Dutch health minister losing public support over slow Covid vaccine rollout
About 44 percent of people in the Netherlands have less confidence in Health Minister Hugo de Jonge because of the country’s vaccination policy, according to a poll conducted by news program Hart van Nederland. Another 44 percent said their support for De Jonge has remained the same, while eight percent said their confidence in his job performance has grown.
About a third of respondents said they want him to step down.
The survey of about three thousand people showed that De Jonge lost support because of the confusion about who would first be able to get vaccinated and the slow start to the vaccination process. The Netherlands will inoculate its first resident, a care home nurse, on Wednesday. The country will be the last in the European Union to begin distributing its first vaccines.

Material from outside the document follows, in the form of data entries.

use crate::CoreError;
use dockpin_runtime::PackageBackend;
use dockpin_schema::{last_base_image, parse_package_lines, LockDocument, Selection};
use std::path::Path;
use tracing::{info, warn};

/// Inputs to [`Resolver::pin`] besides the selection itself.
#[derive(Debug, Clone, Default)]
pub struct PinOptions {
    /// Explicit base image. Takes precedence over `dockerfile`.
    pub base_image: Option<String>,
    /// Dockerfile contents to infer the base image from.
    pub dockerfile: Option<String>,
    /// Run package manager commands inside the container through `sudo`.
    pub elevate: bool,
}

#[derive(Debug, Clone)]
pub struct PinResult {
    pub document: LockDocument,
    /// True when the base image came from the Dockerfile rather than an explicit option.
    pub inferred_base_image: bool,
}

/// Resolves a package selection into a lock document against a base image.
pub struct Resolver<'a> {
    backend: &'a dyn PackageBackend,
}

impl<'a> Resolver<'a> {
    pub fn new(backend: &'a dyn PackageBackend) -> Self {
        Self { backend }
    }

    /// Pick the base image: the explicit one, else the Dockerfile's last `FROM`.
    pub fn base_image(options: &PinOptions) -> Result<(String, bool), CoreError> {
        if let Some(image) = options.base_image.as_deref().map(str::trim) {
            if !image.is_empty() {
                return Ok((image.to_owned(), false));
            }
        }
        let dockerfile = options.dockerfile.as_deref().ok_or_else(|| {
            CoreError::NoBaseImageFound("no --base-image given and no Dockerfile".to_owned())
        })?;
        let image = last_base_image(dockerfile).ok_or_else(|| {
            CoreError::NoBaseImageFound("no images found in your Dockerfile".to_owned())
        })?;
        Ok((image, true))
    }

    /// Run resolution in a disposable container and validate its output.
    ///
    /// Output that does not parse is a defect of the resolution step, never a
    /// user error, and is reported as [`CoreError::InternalConsistency`].
    pub fn resolve(
        &self,
        selection: &Selection,
        base_image: &str,
        elevate: bool,
    ) -> Result<LockDocument, CoreError> {
        if selection.is_empty() {
            warn!("selection is empty; the lock file will list no packages");
        }
        info!(
            "resolving {} package(s) against {base_image} via {}",
            selection.len(),
            self.backend.name()
        );
        let stdout = self.backend.resolve_uris(base_image, selection, elevate)?;
        let stdout = std::str::from_utf8(&stdout).map_err(|_| {
            CoreError::InternalConsistency("resolver output is not valid UTF-8".to_owned())
        })?;
        let packages =
            parse_package_lines(stdout).map_err(|e| CoreError::InternalConsistency(e.to_string()))?;

        let document = LockDocument::new(base_image, packages);
        let reparsed = LockDocument::parse(&document.serialize())
            .map_err(|e| CoreError::InternalConsistency(e.to_string()))?;
        if reparsed != document {
            return Err(CoreError::InternalConsistency(
                "lock document does not survive a serialize/parse round trip".to_owned(),
            ));
        }
        Ok(document)
    }

    /// Resolve and write the lock file at `lock_path`, replacing it atomically.
    ///
    /// Nothing is written unless resolution and validation succeed.
    pub fn pin(
        &self,
        selection: &Selection,
        options: &PinOptions,
        lock_path: &Path,
    ) -> Result<PinResult, CoreError> {
        let (base_image, inferred) = Self::base_image(options)?;
        if inferred {
            info!(
                "based on your Dockerfile, packages will be resolved against {base_image}; pass --base-image if that's incorrect"
            );
        }
        let document = self.resolve(selection, &base_image, options.elevate)?;
        document.write_to_file(lock_path)?;
        info!(
            "pinned {} package(s) in {}",
            document.packages.len(),
            lock_path.display()
        );
        Ok(PinResult {
            document,
            inferred_base_image: inferred,
        })
    }
}

#[cfg(test)]
mod tests {
    use super::*;
    use dockpin_runtime::{MockBackend, MockCall};
    use dockpin_schema::LOCK_HEADER;

    const CURL_LINE: &str =
        "'http://example/curl_1.0.deb' curl_1.0.deb 12345 MD5Sum:00112233445566778899aabbccddeeff";

    #[test]
    fn explicit_base_image_wins() {
        let options = PinOptions {
            base_image: Some(" debian:12 ".to_owned()),
            dockerfile: Some("FROM ubuntu:22.04\n".to_owned()),
            elevate: false,
        };
        assert_eq!(
            Resolver::base_image(&options).unwrap(),
            ("debian:12".to_owned(), false)
        );
    }

    #[test]
    fn base_image_inferred_from_dockerfile() {
        let options = PinOptions {
            dockerfile: Some("FROM golang AS b\nFROM ubuntu:22.04\n".to_owned()),
            ..PinOptions::default()
        };
        assert_eq!(
            Resolver::base_image(&options).unwrap(),
            ("ubuntu:22.04".to_owned(), true)
        );
    }

    #[test]
    fn no_base_image_found() {
        let options = PinOptions {
            dockerfile: Some("RUN true\n".to_owned()),
            ..PinOptions::default()
        };
        assert!(matches!(
            Resolver::base_image(&options),
            Err(CoreError::NoBaseImageFound(_))
        ));
        assert!(matches!(
            Resolver::base_image(&PinOptions::default()),
            Err(CoreError::NoBaseImageFound(_))
        ));
    }

    #[test]
    fn pin_writes_lock_file() {
        let dir = tempfile::tempdir().unwrap();
        let lock_path = dir.path().join("dockpin-apt.lock");
        let backend = MockBackend::new().with_resolve_output(format!("{CURL_LINE}\n"));
        let resolver = Resolver::new(&backend);
        let options = PinOptions {
            base_image: Some("debian:12".to_owned()),
            elevate: true,
            ..PinOptions::default()
        };

        let result = resolver
            .pin(&Selection::parse("curl\n"), &options, &lock_path)
            .unwrap();
        assert_eq!(result.document.packages.len(), 1);
        assert!(!result.inferred_base_image);

        let written = std::fs::read_to_string(&lock_path).unwrap();
        assert_eq!(
            written,
            format!("{LOCK_HEADER}\nbase-image=debian:12\n\n{CURL_LINE}\n")
        );
        assert_eq!(
            backend.calls(),
            vec![MockCall::Resolve {
                image: "debian:12".to_owned(),
                elevate: true
            }]
        );
    }

    #[test]
    fn unparsable_output_is_internal_error_and_writes_nothing() {
        let dir = tempfile::tempdir().unwrap();
        let lock_path = dir.path().join("dockpin-apt.lock");
        std::fs::write(&lock_path, "previous").unwrap();
        let backend = MockBackend::new().with_resolve_output("E: Unable to locate package nope\n");
        let resolver = Resolver::new(&backend);
        let options = PinOptions {
            base_image: Some("debian:12".to_owned()),
            ..PinOptions::default()
        };

        let err = resolver
            .pin(&Selection::parse("nope\n"), &options, &lock_path)
            .unwrap_err();
        assert!(matches!(err, CoreError::InternalConsistency(_)));
        assert!(err.to_string().contains("Unable to locate package"));
        assert_eq!(std::fs::read_to_string(&lock_path).unwrap(), "previous");
    }

    #[test]
    fn duplicate_output_is_internal_error() {
        let backend =
            MockBackend::new().with_resolve_output(format!("{CURL_LINE}\n{CURL_LINE}\n"));
        let err = Resolver::new(&backend)
            .resolve(&Selection::parse("curl"), "debian:12", false)
            .unwrap_err();
        assert!(matches!(err, CoreError::InternalConsistency(_)));
    }

    #[test]
    fn empty_selection_resolves_to_empty_document() {
        let backend = MockBackend::new().with_resolve_output("");
        let doc = Resolver::new(&backend)
            .resolve(&Selection::default(), "debian:12", false)
            .unwrap();
        assert!(doc.is_empty());
        assert_eq!(doc.base_image, "debian:12");
    }
}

The Cabinet rescheduled the start date twice. One of the main delays was the upgrade of an IT system to allow municipal health service GGD to track scheduling appointments, and which vaccine candidate was used on different patients. The GGD also needed to establish at least one mass vaccination point in each of its 25 regions.
De Jonge said on Monday that it may have been possible to start vaccinating people “a few days earlier” if he had asked the GGD system to begin scaling up preparations at an earlier date. De Jonge was likely to face criticism during emergency debates in Parliament this week.
Currently, only a vaccine from Pfizer/BioNTech has been approved for use. The European Medicines Agency could issue a ruling on a candidate from Moderna on Wednesday, and a rolling review of the AstraZeneca/Oxford University candidate could be concluded later this month.